これらの改正の中で一番影響が大きいのは前者の2つです。改正以前は要支援2程度(日常生活は営めるけど物忘れなどがある状態)から身体的な問題が加わり要介護度1に達することによって特別養護老人ホームに入所できましたが、2015年4月以降は困難となりました。
そういったことにより、本来であれば入所できる状態であるのに特別養護老人ホームには入所できないため、在宅介護をせざるを得なくなる家庭が増えていくことになると考えられます。もしくは有料老人ホームも選択肢のうちの一つです。
では介護施設はどれくらいの費用がかかるものなのでしょうか。
介護施設は以下の3つに分類できます。
①初期費用・月額費用ともに一定以上の自己負担が求められますが、選択肢やオプションサービスが豊富である「有料老人ホーム」や「高齢者住宅」。
どちらも初期費用が数百万円から数億円です。
②自治体の助成などで費用が比較的に抑えられる「軽費老人ホーム」や「グループホーム」。費用は比較的に抑えられますがそれでも初期費用数十万円から数百万円と高額です。また介護サービス費や生活費などで月額20万円前後かかることもあります。
③初期費用がなく、月額費が最もかからない「特別養護老人ホーム」や「老人保健福祉施設」、「介護療養型医療施設」。月額が10万円前後です。しかし2015年法改正などにより重度の要介護者を対象となってしまいました。また、「介護療養型医療施設(現在では約7万床)」は2020年廃止予定となっています。
以上、法改正や施設の廃止などを考えると在宅介護の要介護者は増えてくると考えられます。

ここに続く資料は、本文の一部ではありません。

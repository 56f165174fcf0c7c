use crate::config::snapshot_config::{CommandSpec, FileSpec, SnapshotConfig};

fn file(name: &str, link: Option<&str>) -> FileSpec {
    FileSpec {
        name: name.into(),
        link: link.map(Into::into),
    }
}

fn command(args: &[&str], link: Option<&str>) -> CommandSpec {
    CommandSpec {
        args: args.iter().map(|a| a.to_string()).collect(),
        link: link.map(Into::into),
    }
}

impl SnapshotConfig {
    /// Default configuration for a Linux host
    pub fn default_host() -> Self {
        SnapshotConfig {
            files: vec![
                file("/proc/vmstat", None),
                file("/proc/meminfo", Some("meminfo")),
                file("/etc/os-release", Some("os-release")),
                file("/proc/mounts", Some("mounts")),
            ],
            commands: vec![
                command(&["hostname"], Some("hostname")),
                command(&["date"], Some("date")),
                command(&["systemd-cgls"], None),
                command(&["systemd-cgtop", "-n1"], None),
                command(&["ps", "fauxwww"], Some("ps")),
                command(&["lsmod"], Some("lsmod")),
                command(&["lspci"], Some("lspci")),
                command(&["lsof", "-b", "-M", "-n", "-l"], Some("lsof")),
                command(&["blkid"], None),
                command(&["btrfs", "fi", "show"], None),
                command(&["df", "-al"], Some("df")),
                command(&["ip", "-o", "addr", "show"], Some("ip_addr_show")),
                command(&["ip", "-o", "link", "show"], Some("ip_link_show")),
                command(&["ip", "-o", "route", "show"], Some("ip_route_show")),
                command(&["netstat", "-neopa"], Some("netstat")),
                command(&["df", "-ali"], None),
                command(&["free", "-m"], Some("free")),
                command(&["systemctl", "list-units", "-a"], Some("all_units")),
                command(&["systemctl", "list-units", "--state=running"], Some("running_units")),
                command(&["systemctl", "status", "etcd.service"], Some("etcd_status")),
                command(&["systemctl", "status", "etcd2.service"], Some("etcd2_status")),
                command(&["systemctl", "status", "fleet.service"], Some("fleet_status")),
                command(&["systemctl", "status", "flanneld.service"], Some("flanneld_status")),
            ],
        }
    }
}
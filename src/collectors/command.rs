use std::time::Duration;

use bytes::Bytes;
use log::info;

use crate::collectors::collectible::{Collectible, MemoizedContent};
use crate::constants::{COMMANDS_DIR, DEFAULT_COMMAND_TIMEOUT_SECS};
use crate::error::CollectError;
use crate::runner;

/// The standard output of one external command.
pub struct ShellCommand {
    args: Vec<String>,
    link: Option<String>,
    output: String,
    timeout: Duration,
    content: MemoizedContent,
}

impl ShellCommand {
    /// A command archived under the commands namespace, e.g. `["free", "-m"]`
    /// becomes `/commands/free_-m`.
    pub fn new(args: Vec<String>, link: Option<String>) -> Self {
        let output = format!("{}{}", COMMANDS_DIR, args.join("_"));
        Self {
            args,
            link: link.filter(|l| !l.is_empty()),
            output,
            timeout: Duration::from_secs(DEFAULT_COMMAND_TIMEOUT_SECS),
            content: MemoizedContent::new(),
        }
    }

    /// Archive the output under an explicit name instead of the derived one.
    pub fn with_output(mut self, output: impl Into<String>) -> Self {
        self.output = output.into();
        self
    }

    pub fn with_timeout(mut self, timeout: Duration) -> Self {
        self.timeout = timeout;
        self
    }

    pub fn args(&self) -> &[String] {
        &self.args
    }

    async fn execute(&self) -> Result<Vec<u8>, CollectError> {
        info!("Running command: {:?}", self.args.join(" "));
        runner::run(&self.args, self.timeout).await
    }
}

#[async_trait::async_trait]
impl Collectible for ShellCommand {
    fn name(&self) -> &str {
        &self.output
    }

    fn link(&self) -> Option<&str> {
        self.link.as_deref()
    }

    async fn content(&self) -> Result<Bytes, CollectError> {
        self.content.get_or_try_init(self.execute()).await
    }
}
//! Skipped-item tracking and reporting
//!
//! Every collectible or discovery producer that fails is recorded here so the
//! run can end with one summary of what is missing from the archive, plus a
//! hint about elevated privileges when the failures look permission related.

use log::warn;
use serde::{Deserialize, Serialize};

use crate::error::CollectError;

/// One item that did not make it into the archive.
#[derive(Serialize, Deserialize, Debug, Clone, PartialEq, Eq)]
pub struct SkippedItem {
    pub name: String,
    pub reason: String,
    #[serde(default)]
    pub permission_denied: bool,
}

/// Tracks items that were skipped during a run
#[derive(Debug, Clone, Default)]
pub struct FailureTracker {
    skipped: Vec<SkippedItem>,
}

impl FailureTracker {
    /// Create a new failure tracker
    pub fn new() -> Self {
        Self::default()
    }

    /// Record a failed item
    pub fn record(&mut self, name: &str, error: &CollectError) {
        self.skipped.push(SkippedItem {
            name: name.to_string(),
            reason: error.to_string(),
            permission_denied: error.is_permission_denied(),
        });
    }

    pub fn skipped(&self) -> &[SkippedItem] {
        &self.skipped
    }

    pub fn failure_count(&self) -> usize {
        self.skipped.len()
    }

    pub fn permission_failure_count(&self) -> usize {
        self.skipped.iter().filter(|s| s.permission_denied).count()
    }

    /// Check if we should suggest running with elevated privileges
    pub fn should_suggest_elevation(&self) -> bool {
        self.permission_failure_count() > 0
    }

    pub fn into_skipped(self) -> Vec<SkippedItem> {
        self.skipped
    }

    /// Report skipped items and provide guidance
    pub fn report_failures(&self) {
        if self.skipped.is_empty() {
            return;
        }

        warn!("━━━━━━━━━━━━━━━━━━━━━━━━━━━━━━━━━━━━━━━━━━━━━━━━━━━━━━━━━━━━━━━━━━━━━━━━");
        warn!("Skipped Items Summary");
        warn!("━━━━━━━━━━━━━━━━━━━━━━━━━━━━━━━━━━━━━━━━━━━━━━━━━━━━━━━━━━━━━━━━━━━━━━━━");
        warn!("");
        warn!(
            "The following {} item(s) could not be collected:",
            self.skipped.len()
        );
        warn!("");

        for item in &self.skipped {
            warn!("  • {}: {}", item.name, item.reason);
        }

        if self.should_suggest_elevation() {
            warn!("");
            warn!(
                "{} of them failed with permission errors. Try running with sudo: sudo {}",
                self.permission_failure_count(),
                std::env::args().collect::<Vec<_>>().join(" ")
            );
        }

        warn!("");
        warn!("Note: Collection continued for accessible items.");
        warn!("━━━━━━━━━━━━━━━━━━━━━━━━━━━━━━━━━━━━━━━━━━━━━━━━━━━━━━━━━━━━━━━━━━━━━━━━");
    }
}

#[cfg(test)]
mod tests {
    use super::*;
    use std::io;
    use std::path::PathBuf;

    #[test]
    fn test_failure_tracker() {
        let mut tracker = FailureTracker::new();

        // Initially no failures
        assert_eq!(tracker.failure_count(), 0);
        assert!(!tracker.should_suggest_elevation());

        tracker.record("/commands/nonexistent", &CollectError::NotFound {
            program: "nonexistent".to_string(),
        });
        assert_eq!(tracker.failure_count(), 1);
        assert!(!tracker.should_suggest_elevation());

        tracker.record("/etc/shadow", &CollectError::Open {
            path: PathBuf::from("/etc/shadow"),
            source: io::Error::from(io::ErrorKind::PermissionDenied),
        });
        assert_eq!(tracker.failure_count(), 2);
        assert_eq!(tracker.permission_failure_count(), 1);
        assert!(tracker.should_suggest_elevation());

        // Reporting must not panic
        tracker.report_failures();

        let skipped = tracker.into_skipped();
        assert_eq!(skipped[0].name, "/commands/nonexistent");
        assert!(skipped[0].reason.contains("nonexistent"));
        assert!(skipped[1].permission_denied);
    }

    #[test]
    fn test_empty_report_is_silent() {
        FailureTracker::new().report_failures();
    }
}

そこで次の章では「認知症高齢者を在宅介護する際の注意点」について書いていきます。
認知症高齢者を在宅介護する際の注意点
在宅介護における注意点などを考えてみようかと思います。
①認知症の特性として「一緒に何かを行うこと」というのが認知症の進行を遅らせるためには有効であるとされています。しかし、実際に在宅介護を行うことになると、仕事などで認知症高齢者に一日中寄り添っていられることは少ないかと思います。
そういった状況でどこまで認知症高齢者と「無理なく一緒に行えること」を探すかは大きな問題です。在宅介護において難しいのが「認知症本人ができることなのに介護者がやってしまう」、「できないことを認知症本人にやらせてしまう」などの日常生活動作における点です。なかなか「できること」と「できないこと」の境界線を見分けるのが難しく、介護者の時間的、精神的な問題でそれを見分ける前に「すべてやってしまう」ということは少なくありません。
認知症高齢者には「できることをやってもらう」というのは非常に重要で、認知症の進行を遅らせるためにも大切です(参考記事「[認知症介護]生きがいを見つけたことで排泄ケアが上手くいった例」)。なかなか施設に入りにくい状況である今、認知症の症状の進行を遅らせるというのが家庭内でも取り組むべきことかと考えます。
②また、それだけではなく、身体的な管理として、脱水症やむくみの防止として水分の管理と排尿、排泄の確認が非常に重要となってきます。そういったものを記帳し、いつ排泄するのかが分かるようになれば弄便などの症状を抑えることができます(参考記事「認知症の人の弄便(便を触るなど)にどう対応しているの?」)。
③そして何よりも介護者と認知症高齢者の精神的な問題というのが一番根深いです。認知症には感情失禁や錯覚、せん妄などの周辺症状がありますが、理解していても自分の家族が徐々に変化していく不安を消すのはなかなか難しいかと思います。
不安からくるイライラで「同じことを何回も言うな」と怒鳴ってしまうこともあるでしょう。そう言われた認知症の方は怒られた理由は忘れることはあっても、嫌な感情だけは残っています。そうすると症状の悪化となって介護者に返ってきますので怒鳴ってもマイナスの効果しかありません。
せん妄や錯覚、幻覚などを抑えるのは難しいですが、感情失禁や徘徊、もの盗られ妄想などは日々のコミュニケーションの積み重ねで比較的抑えていくことが可能です。私(介護福祉士)が認知症高齢者と接するときに気を付けていることは「相手の世界観を否定しない・または一緒に入り込む」という点です。
例え数十年前の思い出を現在の出来事のように語ったとしても、こちらもそれに合わせて相槌をうったり、質問をしたりとコミュニケーションを図ります。相手の感情を揺さぶらないようにコミュニケーションを図るというのが大切かと感じます。
以上のことに注意して、在宅介護を行ってください。